Squilla, the latest Council member to try to blunt the impact of the city's new property-tax system, said the measure also would give the city's Office of Property Assessment time to address concerns about some home values.
"I think there's a lot more mistakes than OPA realizes," Squilla said.
Some members are concerned, however, that phasing in the tax changes would mean that those who have been overpaying for years would have to wait too long to get their full tax break.
"Over several decades, large chunks of the community have overpaid, and to continue to suffer for a period of time doesn't sit well with me," said Councilman Curtis Jones Jr.
Councilman Wilson Goode Jr. agreed: "Those who have been unfairly assessed for years should not have to pay more for those who have been underassessed."
Mayoral spokesman Mark McDonald said that the Nutter administration will comment at a hearing, which hasn't been scheduled.
The administration proposed a similar idea last year called "smoothing," which would have phased-in increases only.
Squilla represents the 1st District - one of the hardest-hit under AVI - which includes Fishtown, Northern Liberties and Center City.

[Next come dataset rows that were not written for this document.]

//! Prefix search and alphabetical grouping for the browsing UI.
//!
//! Both are recomputed from the database on each call; at dictionary scale
//! a linear scan is cheaper than maintaining an index.

use std::collections::BTreeMap;

use crate::db::{WordDatabase, WordRecord};
use crate::matcher::normalize;

/// Records whose canonical word starts with the normalized prefix, in
/// ascending word order. Empty prefix or empty database yields an empty vec.
pub fn find_by_prefix<'a>(prefix: &str, db: &'a WordDatabase) -> Vec<&'a WordRecord> {
    let prefix = normalize(prefix);
    if prefix.is_empty() {
        return Vec::new();
    }
    // records are sorted at load, so the result is already ordered
    db.records()
        .iter()
        .filter(|r| r.word.starts_with(&prefix))
        .collect()
}

/// Partition the database by uppercase first letter of the canonical word.
/// Bucket contents stay in ascending word order.
pub fn group_by_first_letter(db: &WordDatabase) -> BTreeMap<char, Vec<&WordRecord>> {
    let mut groups: BTreeMap<char, Vec<&WordRecord>> = BTreeMap::new();
    for record in db.records() {
        // word is validated non-empty at load
        let Some(first) = record.word.chars().next() else {
            continue;
        };
        let key = first.to_uppercase().next().unwrap_or(first);
        groups.entry(key).or_default().push(record);
    }
    groups
}

#[cfg(test)]
mod tests {
    use super::*;
    use crate::db::{PartOfSpeech, WordDatabase, WordRecord};

    fn db(words: &[&str]) -> WordDatabase {
        let records = words
            .iter()
            .map(|w| WordRecord {
                word: w.to_string(),
                definition: String::from("d"),
                part_of_speech: PartOfSpeech::Noun,
                synonyms: Default::default(),
                antonyms: Default::default(),
                examples: Vec::new(),
            })
            .collect();
        WordDatabase::from_records(records).unwrap()
    }

    #[test]
    fn prefix_filters_and_sorts() {
        let db = db(&["aberration", "abate", "zebra"]);
        let words: Vec<&str> = find_by_prefix("ab", &db)
            .iter()
            .map(|r| r.word.as_str())
            .collect();
        assert_eq!(words, ["abate", "aberration"]);
    }

    #[test]
    fn prefix_is_case_insensitive() {
        let db = db(&["aberration", "zebra"]);
        assert_eq!(find_by_prefix("  AB", &db).len(), 1);
    }

    #[test]
    fn empty_prefix_yields_nothing() {
        let db = db(&["aberration"]);
        assert!(find_by_prefix("", &db).is_empty());
        assert!(find_by_prefix("   ", &db).is_empty());
    }

    #[test]
    fn empty_database_yields_nothing() {
        assert!(find_by_prefix("ab", &WordDatabase::empty()).is_empty());
    }

    #[test]
    fn no_match_yields_nothing() {
        let db = db(&["aberration"]);
        assert!(find_by_prefix("zz", &db).is_empty());
    }

    #[test]
    fn groups_partition_exactly() {
        let db = db(&["aberration", "abate", "candor", "zebra"]);
        let groups = group_by_first_letter(&db);

        let keys: Vec<char> = groups.keys().copied().collect();
        assert_eq!(keys, ['A', 'C', 'Z']);

        let total: usize = groups.values().map(|v| v.len()).sum();
        assert_eq!(total, db.len());

        let a_words: Vec<&str> = groups[&'A'].iter().map(|r| r.word.as_str()).collect();
        assert_eq!(a_words, ["abate", "aberration"]);
    }

    #[test]
    fn empty_database_has_no_groups() {
        assert!(group_by_first_letter(&WordDatabase::empty()).is_empty());
    }
}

He said that everything needs to be on the table. Several relief measures will be debated in Council this spring.
Kevin Gillen, research consultant with the University of Pennsylvania Fels Institute, said Squilla's bill would require a higher tax rate, though Squilla disagrees.
"It will delay the day of equity," Gillen said, adding that the bill could provide grounds for legal challenges.
"There are measures to help people. I'm not sure phasing [AVI] in is the best way."